In de middeleeuwen werden boeken hand gemaakt door monniken in kloosters. Alleen geestelijken konden toen
lezen en schrijven. Onderwerp van die boeken was vooral filosofie en geloof/religie. Duurde maanden voor een boek af
was. Een boek voert de mensen tot God en de taak van monniken was het woord van God verspreiden. De boeken werden
geschreven in een scriptorium. Schrijvende monnik heette een kopiist/overschrijver. Er werd geschreven op
perkament>dierenhuiden. Er werd geschreven in kapitalen (grote afgeronde letters) en het lettertype daarna was Gotisch,
langgerekt en dicht op elkaar.
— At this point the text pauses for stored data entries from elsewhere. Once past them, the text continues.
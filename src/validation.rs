//! Input validation for scheduling configurations.
//!
//! Checks structural integrity of machines, scenarios, and queue settings
//! before scheduling. Detects:
//! - Duplicate machine names and duplicate scenarios
//! - Scenario targets referencing unknown machines
//! - Targets lacking SUT capability (those runs can never be placed)
//! - Role demand with no capable machine in the pool
//! - Empty queue lists and dangling partner references
//!
//! All issues are collected and returned together rather than failing on
//! the first.

use std::collections::HashSet;

use crate::models::{Machine, MachineRole, Scenario};

/// Validation result.
pub type ValidationResult = Result<(), Vec<ValidationError>>;

/// A validation error.
#[derive(Debug, Clone, PartialEq)]
pub struct ValidationError {
    /// Error category.
    pub kind: ValidationErrorKind,
    /// Human-readable description.
    pub message: String,
}

/// Categories of validation errors.
#[derive(Debug, Clone, PartialEq, Eq)]
pub enum ValidationErrorKind {
    /// Two machines share the same name.
    DuplicateMachine,
    /// Two scenarios share a name and target-machine set.
    DuplicateScenario,
    /// A scenario targets a machine that doesn't exist.
    UnknownTargetMachine,
    /// A target machine cannot serve the SUT role.
    MissingSutCapability,
    /// Scenarios require a role no machine in the pool can serve.
    MissingRoleCoverage,
    /// The queue list is empty, so no stage can hold an assignment.
    EmptyQueues,
    /// A preferred partner references a machine that doesn't exist.
    UnknownPartner,
}

impl ValidationError {
    fn new(kind: ValidationErrorKind, message: impl Into<String>) -> Self {
        Self {
            kind,
            message: message.into(),
        }
    }
}

/// Validates a scheduling configuration.
///
/// Returns `Ok(())` if all checks pass, `Err(errors)` with every detected
/// issue otherwise.
pub fn validate_input(
    machines: &[Machine],
    scenarios: &[Scenario],
    queues: &[String],
) -> ValidationResult {
    let mut errors = Vec::new();

    if queues.is_empty() {
        errors.push(ValidationError::new(
            ValidationErrorKind::EmptyQueues,
            "no queues configured; stages cannot hold any assignment",
        ));
    }

    // Machine name uniqueness.
    let mut machine_names = HashSet::new();
    for machine in machines {
        if !machine_names.insert(machine.name.as_str()) {
            errors.push(ValidationError::new(
                ValidationErrorKind::DuplicateMachine,
                format!("Duplicate machine name: {}", machine.name),
            ));
        }
    }

    // Partner references.
    for machine in machines {
        for partner in &machine.preferred_partners {
            if !machine_names.contains(partner.as_str()) {
                errors.push(ValidationError::new(
                    ValidationErrorKind::UnknownPartner,
                    format!(
                        "Machine '{}' prefers unknown partner '{}'",
                        machine.name, partner
                    ),
                ));
            }
        }
    }

    // Scenario uniqueness (name + target set).
    let mut seen_scenarios: Vec<&Scenario> = Vec::new();
    for scenario in scenarios {
        if seen_scenarios.iter().any(|s| *s == scenario) {
            errors.push(ValidationError::new(
                ValidationErrorKind::DuplicateScenario,
                format!("Duplicate scenario: {}", scenario.display_name()),
            ));
        } else {
            seen_scenarios.push(scenario);
        }
    }

    // Target references and SUT capability.
    for scenario in scenarios {
        for target in &scenario.target_machines {
            match machines.iter().find(|m| &m.name == target) {
                None => errors.push(ValidationError::new(
                    ValidationErrorKind::UnknownTargetMachine,
                    format!(
                        "Scenario '{}' targets unknown machine '{}'",
                        scenario.name, target
                    ),
                )),
                Some(machine) if !machine.can_serve(MachineRole::Sut) => {
                    errors.push(ValidationError::new(
                        ValidationErrorKind::MissingSutCapability,
                        format!(
                            "Scenario '{}' targets '{}', which has no SUT capability",
                            scenario.name, target
                        ),
                    ));
                }
                Some(_) => {}
            }
        }
    }

    // Role coverage: every demanded role needs at least one capable machine.
    for role in [MachineRole::Load, MachineRole::Db] {
        let demanded = scenarios.iter().any(|s| s.required_roles().contains(&role));
        let covered = machines.iter().any(|m| m.can_serve(role));
        if demanded && !covered {
            errors.push(ValidationError::new(
                ValidationErrorKind::MissingRoleCoverage,
                format!("Scenarios require the '{role}' role but no machine can serve it"),
            ));
        }
    }

    if errors.is_empty() {
        Ok(())
    } else {
        Err(errors)
    }
}

#[cfg(test)]
mod tests {
    use super::*;
    use crate::models::{Capability, ScenarioKind};

    fn sut_machine(name: &str) -> Machine {
        let capability =
            Capability::new(MachineRole::Sut, 1, vec![format!("{name}-sut")], None).unwrap();
        Machine::new(name).with_capability(MachineRole::Sut, capability)
    }

    fn load_machine(name: &str) -> Machine {
        let capability =
            Capability::new(MachineRole::Load, 1, vec![format!("{name}-load")], None).unwrap();
        Machine::new(name).with_capability(MachineRole::Load, capability)
    }

    fn single(name: &str, target: &str) -> Scenario {
        Scenario::new(name, ScenarioKind::Single, vec![target.to_string()]).unwrap()
    }

    fn queues() -> Vec<String> {
        vec!["q0".into(), "q1".into()]
    }

    #[test]
    fn test_valid_input() {
        let machines = vec![sut_machine("m1"), sut_machine("m2")];
        let scenarios = vec![single("a", "m1"), single("b", "m2")];
        assert!(validate_input(&machines, &scenarios, &queues()).is_ok());
    }

    #[test]
    fn test_duplicate_machine() {
        let machines = vec![sut_machine("m1"), sut_machine("m1")];
        let errors = validate_input(&machines, &[], &queues()).unwrap_err();
        assert!(errors
            .iter()
            .any(|e| e.kind == ValidationErrorKind::DuplicateMachine));
    }

    #[test]
    fn test_duplicate_scenario_ignores_target_order() {
        let machines = vec![sut_machine("m1"), sut_machine("m2")];
        let scenarios = vec![
            Scenario::new("s", ScenarioKind::Single, vec!["m1".into(), "m2".into()]).unwrap(),
            Scenario::new("s", ScenarioKind::Single, vec!["m2".into(), "m1".into()]).unwrap(),
        ];
        let errors = validate_input(&machines, &scenarios, &queues()).unwrap_err();
        assert!(errors
            .iter()
            .any(|e| e.kind == ValidationErrorKind::DuplicateScenario));
    }

    #[test]
    fn test_unknown_target_machine() {
        let machines = vec![sut_machine("m1")];
        let scenarios = vec![single("a", "ghost")];
        let errors = validate_input(&machines, &scenarios, &queues()).unwrap_err();
        assert!(errors
            .iter()
            .any(|e| e.kind == ValidationErrorKind::UnknownTargetMachine));
    }

    #[test]
    fn test_target_without_sut_capability() {
        let machines = vec![load_machine("l1")];
        let scenarios = vec![single("a", "l1")];
        let errors = validate_input(&machines, &scenarios, &queues()).unwrap_err();
        assert!(errors
            .iter()
            .any(|e| e.kind == ValidationErrorKind::MissingSutCapability));
    }

    #[test]
    fn test_missing_role_coverage() {
        let machines = vec![sut_machine("m1")];
        let scenarios =
            vec![Scenario::new("d", ScenarioKind::Triple, vec!["m1".into()]).unwrap()];
        let errors = validate_input(&machines, &scenarios, &queues()).unwrap_err();

        let coverage: Vec<_> = errors
            .iter()
            .filter(|e| e.kind == ValidationErrorKind::MissingRoleCoverage)
            .collect();
        // Both LOAD and DB are demanded and uncovered.
        assert_eq!(coverage.len(), 2);
    }

    #[test]
    fn test_empty_queues() {
        let machines = vec![sut_machine("m1")];
        let errors = validate_input(&machines, &[], &[]).unwrap_err();
        assert!(errors
            .iter()
            .any(|e| e.kind == ValidationErrorKind::EmptyQueues));
    }

    #[test]
    fn test_unknown_partner() {
        let machines = vec![sut_machine("m1").with_partner("ghost")];
        let errors = validate_input(&machines, &[], &queues()).unwrap_err();
        assert!(errors
            .iter()
            .any(|e| e.kind == ValidationErrorKind::UnknownPartner));
    }

    #[test]
    fn test_multiple_errors_collected() {
        let machines = vec![sut_machine("m1"), sut_machine("m1")];
        let scenarios = vec![single("a", "ghost")];
        let errors = validate_input(&machines, &scenarios, &[]).unwrap_err();
        assert!(errors.len() >= 3);
    }
}
//! Machine allocation and greedy stage packing.
//!
//! `MachineAllocator` binds a single scenario run to concrete machines under
//! capability, priority, group, and partner constraints. `CrankScheduler`
//! drives it with a longest-processing-time greedy loop that packs runs into
//! sequential stages of concurrent assignments. `ScheduleKpi` summarizes the
//! result.
//!
//! The engine is single-threaded and deterministic: equal-priority allocator
//! candidates resolve by machine name, and equal-runtime runs keep their
//! expansion order.

mod allocator;
mod kpi;
mod stage;

pub use allocator::{MachineAllocator, RoleBinding};
pub use kpi::{ScheduleKpi, SplitBalance};
pub use stage::{CrankScheduler, ScheduleOutcome};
De betekenis van Codex/Codices is houtblok, en boeken heetten dan ook codices. Aan de
Bijbel werd extra aandacht besteed. Om te voorkomen dat boeken werden gestolen werden ze aan een ketting gelegd. Met
de komst van de boekdrukkunst (Laurens Jansz. Koster/Johannes Gutenberg 1450) verloor de kerk de greep op boeken en
dus beperkte kennis. Informatie werd toegankelijk voor iedereen. Meer mensen leerden nu lezen en schrijven.